出発点となったある若者との出会い
アスリートのセカンドキャリアを支える――中田氏がこうした事業を起こすきっかけとなった出来事がある。「4年半ほど前、ある若者との出会いが僕の出発点でした」。その男性Aさんは、高校時代に野球部で甲子園に出場し、スポーツ推薦を受けて鳴り物入りで名門大学へ。だが入学後、地方出身の無名選手にポジション争いで敗れてしまった。
その現実を受け入れることは、Aさんのプライドが許さなかった。必死で練習したが、体は耐えられなかった。肩と肘を壊し、野球ができなくなってしまったのだ。大学も辞めた。そしてアルバイトを転々としていたAさんに、中田氏は出会った。

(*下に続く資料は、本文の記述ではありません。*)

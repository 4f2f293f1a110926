//! Proc macros for the `specrun` test runner.

mod codegen;
mod dsl;

/// Test runner macro: generates a `fn main()` that declares the tree and
/// runs it with colored tree output.
///
/// # Setup
///
/// In `Cargo.toml`:
/// ```toml
/// [[test]]
/// name = "my_specs"
/// harness = false
/// ```
///
/// In your test file:
/// ```text
/// specrun::suite! {
///     describe "Calculator" {
///         before_each { reset(); }
///
///         it "adds" { assert_eq!(2 + 3, 5); }
///
///         it "parses" try {
///             assert_eq!("5".parse::<i32>()?, 5);
///             Ok(())
///         }
///
///         it "waits" async timeout(100) {
///             tokio::time::sleep(std::time::Duration::from_millis(5)).await;
///         }
///
///         test "signals" |done| {
///             std::thread::spawn(move || done.ok());
///         }
///     }
/// }
/// ```
///
/// # Supported DSL keywords
///
/// ## Containers
/// - `describe "name" { ... }` / `context "name" { ... }`
/// - `describe "name" timeout(ms) { ... }`: timeout inherited by everything inside
///
/// ## Cases
/// - `it "name" { ... }` / `test "name" { ... }`
///
/// ## Lifecycle hooks (at most one of each per block)
/// - `before_all { ... }`: once, before the block's cases
/// - `after_all { ... }`: once, after the block's cases and nested blocks
/// - `before_each { ... }`: before every case directly in this block
/// - `after_each { ... }`: after every case directly in this block, even when
///   the case body failed
///
/// ## Modifiers (cases and hooks, any order)
/// - `async`: the body is an `async` block
/// - `|done|`: the body receives a `specrun::Done` handle and must signal it
/// - `try`: the body evaluates to `Result<(), specrun::BoxError>` and may use `?`
///   (plain or `async`, not `|done|`)
/// - `timeout(ms)`: overrides the inherited timeout
///
/// # Execution order
///
/// ```text
/// before_all -> (before_each -> body -> after_each) per case -> nested blocks -> after_all
/// ```
#[proc_macro]
pub fn suite(input: proc_macro::TokenStream) -> proc_macro::TokenStream {
    let suite = syn::parse_macro_input!(input as dsl::Suite);
    codegen::generate_main(suite).into()
}

/// Generate just the declaration closure (no `fn main()`), for building a tree
/// with a custom root or runner:
///
/// ```text
/// fn main() {
///     let root = specrun::Context::root("api", std::time::Duration::from_secs(5))
///         .declare(specrun::declare! {
///             describe "API" { it "responds" { assert!(true); } }
///         })
///         .finish()
///         .expect("valid declarations");
///     let outcome = specrun::Runner::new(&specrun::RunConfig::default())
///         .execute(root)
///         .expect("runtime");
///     std::process::exit(outcome.exit_code());
/// }
/// ```
#[proc_macro]
pub fn declare(input: proc_macro::TokenStream) -> proc_macro::TokenStream {
    let suite = syn::parse_macro_input!(input as dsl::Suite);
    codegen::generate_declarations(suite).into()
}
//! Sequential executor: cases, suites, and the top-level run.
//!
//! Exactly one step is in flight at any time. Within a suite the order is
//!
//! ```text
//! before_all -> (before_each -> body -> after_each) per case -> child suites -> after_all
//! ```

use std::time::{Duration, Instant};

use futures_util::future::LocalBoxFuture;
use futures_util::FutureExt;

use crate::config::RunConfig;
use crate::error::{CaseFailure, Failure, Phase, RunError};
use crate::report::Reporter;
use crate::step::{run_step, Outcome};
use crate::tree::{Case, Hook, Hooks, Suite};

/// Totals and the executed tree, returned once a run completes.
#[derive(Debug)]
pub struct RunOutcome {
    pub root: Suite,
    pub elapsed: Duration,
}

impl RunOutcome {
    pub fn passed(&self) -> usize {
        self.root.passed
    }

    pub fn failed(&self) -> usize {
        self.root.failed
    }

    pub fn count(&self) -> usize {
        self.root.count
    }

    /// 0 when nothing failed, 1 otherwise.
    pub fn exit_code(&self) -> i32 {
        if self.root.failed == 0 {
            0
        } else {
            1
        }
    }
}

/// Drives a built tree to completion.
pub struct Runner {
    reporter: Reporter,
}

impl Runner {
    /// A runner printing to stdout, colored per `config`.
    pub fn new(config: &RunConfig) -> Self {
        Runner {
            reporter: Reporter::stdout(config.color.enabled()),
        }
    }

    pub fn with_reporter(reporter: Reporter) -> Self {
        Runner { reporter }
    }

    /// Execute `root` on a single-threaded runtime and print the summary.
    ///
    /// Steps run inside a `LocalSet`, so callback steps may use
    /// `tokio::task::spawn_local` as well as `tokio::spawn`. Timers and I/O
    /// drivers are both enabled.
    pub fn execute(mut self, mut root: Suite) -> Result<RunOutcome, RunError> {
        let rt = tokio::runtime::Builder::new_current_thread()
            .enable_all()
            .build()?;
        let local = tokio::task::LocalSet::new();

        let elapsed = local.block_on(&rt, async {
            let start = Instant::now();
            run_suite(&mut root, &mut self.reporter).await;
            start.elapsed()
        });

        self.reporter.summary(&root, elapsed);
        tracing::debug!(
            passed = root.passed,
            failed = root.failed,
            count = root.count,
            "run finished"
        );

        Ok(RunOutcome { root, elapsed })
    }
}

async fn run_hook(hook: Option<&Hook>) -> Outcome {
    match hook {
        Some(hook) => run_step(Some(&hook.step), hook.timeout).await,
        None => Ok(()),
    }
}

// ============================================================================
// Case executor
// ============================================================================

async fn run_case(case: &mut Case, hooks: &Hooks, depth: usize, reporter: &mut Reporter) {
    tracing::debug!(case = %case.title, style = case.body.style(), "running case");
    case.started = Some(Instant::now());

    case.failure = match run_hook(hooks.before_each.as_ref()).await {
        Err(failure) => Some(CaseFailure::new(Phase::BeforeEach, failure)),
        Ok(()) => {
            let body = run_step(Some(&case.body), case.timeout)
                .await
                .err()
                .map(|f| CaseFailure::new(Phase::Body, f));
            // after_each runs even when the body failed.
            let after = run_hook(hooks.after_each.as_ref())
                .await
                .err()
                .map(|f| CaseFailure::new(Phase::AfterEach, f));
            body.or(after)
        }
    };

    case.stopped = Some(Instant::now());
    reporter.case(depth, case);
}

// ============================================================================
// Suite executor
// ============================================================================

/// Mark every case of `suite` that has no failure yet as failed by `phase`.
fn fail_clean_cases(suite: &mut Suite, phase: Phase, failure: &Failure) {
    for case in &mut suite.cases {
        case.fail_if_clean(phase, failure);
    }
}

fn run_suite<'a>(suite: &'a mut Suite, reporter: &'a mut Reporter) -> LocalBoxFuture<'a, ()> {
    async move {
        tracing::debug!(suite = %suite.title, depth = suite.depth, "running suite");
        suite.started = Some(Instant::now());
        reporter.suite_header(suite);

        match run_hook(suite.hooks.before_all.as_ref()).await {
            Err(failure) => {
                reporter.hook_failure(suite, "before_all", &failure);
                fail_clean_cases(suite, Phase::BeforeAll, &failure);
                for case in &suite.cases {
                    reporter.case(suite.depth, case);
                }
                for child in &suite.suites {
                    reporter.suite_skipped(child);
                }
                suite.before_all_error = Some(failure);
            }
            Ok(()) => {
                for case in &mut suite.cases {
                    run_case(case, &suite.hooks, suite.depth, reporter).await;
                }
                for child in &mut suite.suites {
                    run_suite(child, reporter).await;
                }
                if let Err(failure) = run_hook(suite.hooks.after_all.as_ref()).await {
                    reporter.hook_failure(suite, "after_all", &failure);
                    fail_clean_cases(suite, Phase::AfterAll, &failure);
                    suite.after_all_error = Some(failure);
                }
            }
        }

        aggregate(suite);
        suite.stopped = Some(Instant::now());
        reporter.suite_footer(suite);
    }
    .boxed_local()
}

fn aggregate(suite: &mut Suite) {
    let (mut passed, mut failed) = (0, 0);
    for child in &suite.suites {
        passed += child.passed;
        failed += child.failed;
    }
    for case in &suite.cases {
        if case.passed() {
            passed += 1;
        } else {
            failed += 1;
        }
    }
    suite.passed = passed;
    suite.failed = failed;
}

「『僕の人生のピークは20歳ですよ』と拗ねていたんです。でも、そんなわけない。『野球では確かに20歳がピークだったかもしれないけれど、人生は長いんだぞ』と背中を叩いて、ビジネスの世界で生きていくための実学を教えることにしたんです。『社会の動きはこうなっている』『引退した選手はこうやってキャリアを築いてる』と色々教えました。就職の世話もしたんです」
ビジネスパーソンとして第2の人生を歩み始めたAさんに、中田氏は言われた。「僕みたいに社会に馴染めなくて困っている元アスリートはたくさんいます。中田さん、救ってあげてください」。これが日本営業大学の発想の原点となった。
中田氏自身、大学時代まで野球一筋、日本代表まで経験した元アスリート。ビジネスの世界では中小企業診断士の資格を持ち、数多の経営者を見てきた。「今後、アスリートのセカンドキャリアが日本の課題になってくるに違いない。力になりたい」。中田氏は自身の経験を生かしながら、日本営業大学の立ち上げに向けて動き出した。
「選手たちの受け皿になりたいんです。『困ったらあそこに行けば何とかなる。だから今は現役で頑張ろう』と思ってくれれば」と語る中田氏。それから約3年後の19年2月、日本営業大学を20年4月に開学することをリリースした。